Fitch Ratings has upgraded the credit ratings for the U.S. operating subsidiaries of eight U.S. global systemically important bank (G-SIB) holding companies.
Fitch moved Tuesday to upgrade the long-term issuer default ratings (IDRs) and senior debt and deposit ratings of the domestic operating companies of eight U.S. firms, including Bank of America, Bank of New York Mellon, Citigroup, Goldman Sachs, J.P. Morgan, Morgan Stanley, State Street and Wells Fargo.
Fitch says that the upgrades reflect its belief that the resolution regime and added capital requirements for the major U.S. firms, along with the fact that the parent companies have substantial debt, reduces the default risk of the domestic operating subsidiaries’ liabilities.

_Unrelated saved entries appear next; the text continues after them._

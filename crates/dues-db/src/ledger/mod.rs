//! # Dues Ledger Service
//!
//! The transactional operations of the dues ledger.
//!
//! ## Operations
//! ```text
//! ┌─────────────────────────────────────────────────────────────────────────┐
//! │  payment.rs     mark_paid_fixed          mark_paid_single               │
//! │  reversal.rs    cancel_fixed_payment     cancel_last_single_payment     │
//! │  reporting.rs   monthly_summary  month_overview  unpaid_members  audit  │
//! │  (here)         mark_paid / cancel_payment  (dispatch by billing model) │
//! └─────────────────────────────────────────────────────────────────────────┘
//! ```
//!
//! ## Shape of a Mutating Operation
//! ```text
//! validate input                      ─► Err(Validation), nothing touched
//! begin unit of work
//! lock (member, month)                ─► concurrent posters wait here
//! load member, check billing model
//! load record + flags, check invariants ─► Err(Invariant), rolled back
//! nothing to do?                      ─► Ok(NoChange(reason)), rolled back
//! write transaction / record / flags
//! re-check invariants
//! commit                              ─► Ok(Applied(..))
//! ```

mod payment;
mod reporting;
mod reversal;

use dues_core::validation::validate_member_id;
use dues_core::{
    BillingModel, BillingRates, CoreError, DuesPosting, DuesReversal, LedgerOutcome, Member,
    ValidationError,
};
use tracing::debug;

use crate::config::LedgerConfig;
use crate::error::DbResult;
use crate::pool::Database;
use crate::repository::category::CategoryLookup;
use crate::repository::ledger_store::LedgerStore;

/// Dues ledger bound to a database and a fee schedule.
#[derive(Debug, Clone)]
pub struct DuesLedger {
    db: Database,
    rates: BillingRates,
    categories: CategoryLookup,
}

impl DuesLedger {
    pub fn new(db: Database, config: &LedgerConfig) -> Self {
        DuesLedger {
            db,
            rates: config.rates,
            categories: CategoryLookup::income(config.dues_category.clone()),
        }
    }

    /// Fee schedule in effect.
    pub fn rates(&self) -> &BillingRates {
        &self.rates
    }

    /// Marks dues paid, choosing the engine from the member's billing model.
    ///
    /// FIXED members ignore `count`. SINGLE members must give one.
    pub async fn mark_paid(
        &self,
        member_id: &str,
        month: &str,
        count: Option<i64>,
    ) -> DbResult<LedgerOutcome<DuesPosting>> {
        let member = self.member_for_dispatch(member_id).await?;

        match member.billing_model {
            BillingModel::Fixed => {
                if count.is_some() {
                    debug!(member_id = %member.id, "Count ignored for FIXED member");
                }
                Ok(self
                    .mark_paid_fixed(&member.id, month)
                    .await?
                    .map(DuesPosting::Fixed))
            }
            BillingModel::Single => {
                let count = count.ok_or_else(|| ValidationError::Required {
                    field: "count".to_string(),
                })?;
                Ok(self
                    .mark_paid_single(&member.id, month, count)
                    .await?
                    .map(DuesPosting::Single))
            }
        }
    }

    /// Cancels a dues payment, choosing the engine from the billing model.
    pub async fn cancel_payment(
        &self,
        member_id: &str,
        month: &str,
    ) -> DbResult<LedgerOutcome<DuesReversal>> {
        let member = self.member_for_dispatch(member_id).await?;

        match member.billing_model {
            BillingModel::Fixed => Ok(self
                .cancel_fixed_payment(&member.id, month)
                .await?
                .map(DuesReversal::Fixed)),
            BillingModel::Single => Ok(self
                .cancel_last_single_payment(&member.id, month)
                .await?
                .map(DuesReversal::Single)),
        }
    }

    async fn member_for_dispatch(&self, member_id: &str) -> DbResult<Member> {
        let member_id = validate_member_id(member_id)?;
        self.db
            .roster()
            .get_member(&member_id)
            .await?
            .ok_or_else(|| CoreError::MemberNotFound(member_id).into())
    }
}

/// Loads a member inside a unit of work and checks its billing model.
async fn load_member(
    store: &mut LedgerStore<'_>,
    member_id: &str,
    expected: BillingModel,
) -> DbResult<Member> {
    let member = store
        .find_member(member_id)
        .await?
        .ok_or_else(|| CoreError::MemberNotFound(member_id.to_string()))?;

    if member.billing_model != expected {
        return Err(CoreError::BillingModelMismatch {
            member_id: member.id,
            expected,
            actual: member.billing_model,
        }
        .into());
    }
    Ok(member)
}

“In our view these buffers would provide substantial protection to senior unsecured obligations in the domestic operating entities in the event of group resolution, as they could be used to absorb losses and recapitalize operating companies,” it says; adding that the presence of substantial debt at the holding company level reduces the likelihood of default on operating company debt.
Fitch has also revised the outlooks for the international operations of the eight firms to positive, reflecting the internal changes required under the Financial Stability Board’s (FSB) proposals for loss-absorbing capital requirements. It says that a one notch upgrade is likely once it has sufficient clarity on these changes; which it expects to occur in the next couple of years.